Collected data
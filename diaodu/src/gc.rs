//! 周期回收。peer / task / host 三类扫描各有自己的间隔，
//! 扫描只负责找出过期对象，实际的图变更都包装成事件走事件循环，
//! 避免和正常调度抢着改图。

use std::sync::Arc;
use std::time::Duration;

use diaodu_util::datetime;
use tokio::time::interval;
use tokio_util::sync::CancellationToken;
use tracing::{debug, info};

use crate::config::Config;
use crate::event::EventSender;
use crate::event::events::{HostLeave, MarkPeerZombie, PeerLeave, TaskLeave};
use crate::resource::Registries;

pub struct Gc {
    registries: Arc<Registries>,

    sender: EventSender,

    config: Config,

    cancel_token: CancellationToken,
}

impl Gc {
    pub fn new(
        registries: Arc<Registries>,
        sender: EventSender,
        config: Config,
        cancel_token: CancellationToken,
    ) -> Self {
        Self {
            registries,
            sender,
            config,
            cancel_token,
        }
    }

    pub async fn run(self) {
        let mut peer_tick = interval(self.config.peer_gc_interval());
        let mut task_tick = interval(self.config.task_gc_interval());
        let mut host_tick = interval(self.config.host_gc_interval());
        // interval 的第一跳是立即触发的，跳过
        peer_tick.tick().await;
        task_tick.tick().await;
        host_tick.tick().await;

        info!("GC 已启动");
        loop {
            tokio::select! {
                _ = self.cancel_token.cancelled() => break,
                _ = peer_tick.tick() => self.sweep_peers().await,
                _ = task_tick.tick() => self.sweep_tasks().await,
                _ = host_tick.tick() => self.sweep_hosts().await,
            }
        }
        info!("GC 已退出");
    }

    /// 超过 TTI 的 peer 标僵尸（没连着流的顺手请离），超过 TTL 的无条件请离
    async fn sweep_peers(&self) {
        let now = datetime::now_millis();
        for peer in self.registries.peers().list() {
            // 种子 peer 不按空闲时间回收，跟着主机或任务走
            let is_seed = self
                .registries
                .hosts()
                .get(peer.host_id())
                .map(|host| host.is_seed())
                .unwrap_or(false);
            if is_seed {
                continue;
            }

            let idle = Duration::from_millis(now.saturating_sub(peer.last_access()));
            if idle > self.config.peer_ttl() {
                debug!("peer {} 空闲 {idle:?} 超过 ttl，强制移除", peer.id());
                self.sender
                    .enqueue(Box::new(PeerLeave {
                        task_id: peer.task_id().to_string(),
                        peer_id: peer.id().to_string(),
                    }))
                    .await;
            } else if idle > self.config.peer_tti() && !peer.is_terminal() {
                debug!("peer {} 空闲 {idle:?} 超过 tti，标记僵尸", peer.id());
                self.sender
                    .enqueue(Box::new(MarkPeerZombie {
                        peer_id: peer.id().to_string(),
                    }))
                    .await;
                if !peer.has_stream() {
                    self.sender
                        .enqueue(Box::new(PeerLeave {
                            task_id: peer.task_id().to_string(),
                            peer_id: peer.id().to_string(),
                        }))
                        .await;
                }
            }
        }
    }

    /// 只剩种子 peer（或一个 peer 都没有）且空置超时的任务回收
    async fn sweep_tasks(&self) {
        let now = datetime::now_millis();
        for task in self.registries.tasks().list() {
            let client_peers = task
                .peers()
                .iter()
                .filter_map(|id| self.registries.peers().get(&id))
                .filter(|peer| {
                    self.registries
                        .hosts()
                        .get(peer.host_id())
                        .map(|host| !host.is_seed())
                        .unwrap_or(true)
                })
                .count();
            if client_peers > 0 {
                continue;
            }

            let idle = Duration::from_millis(now.saturating_sub(task.last_access()));
            if idle > self.config.task_ttl() {
                debug!("task {} 空置 {idle:?} 超过 ttl，回收", task.id());
                self.sender
                    .enqueue(Box::new(TaskLeave {
                        task_id: task.id().to_string(),
                    }))
                    .await;
            }
        }
    }

    /// 没有 peer 且空置超时的非种子主机回收
    async fn sweep_hosts(&self) {
        let now = datetime::now_millis();
        for host in self.registries.hosts().list() {
            if host.is_seed() || host.peer_count() > 0 {
                continue;
            }
            let idle = Duration::from_millis(now.saturating_sub(host.last_access()));
            if idle > self.config.host_ttl() {
                debug!("host {} 空置 {idle:?} 超过 ttl，回收", host.id());
                self.sender
                    .enqueue(Box::new(HostLeave {
                        host_id: host.id().to_string(),
                    }))
                    .await;
            }
        }
    }
}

* [Task goal]: From the entries above, return each line with the word "interval" in it.

* [Answer section]:
use tokio::time::interval;
        let mut peer_tick = interval(self.config.peer_gc_interval());
        let mut task_tick = interval(self.config.task_gc_interval());
        let mut host_tick = interval(self.config.host_gc_interval());
        // interval 的第一跳是立即触发的，跳过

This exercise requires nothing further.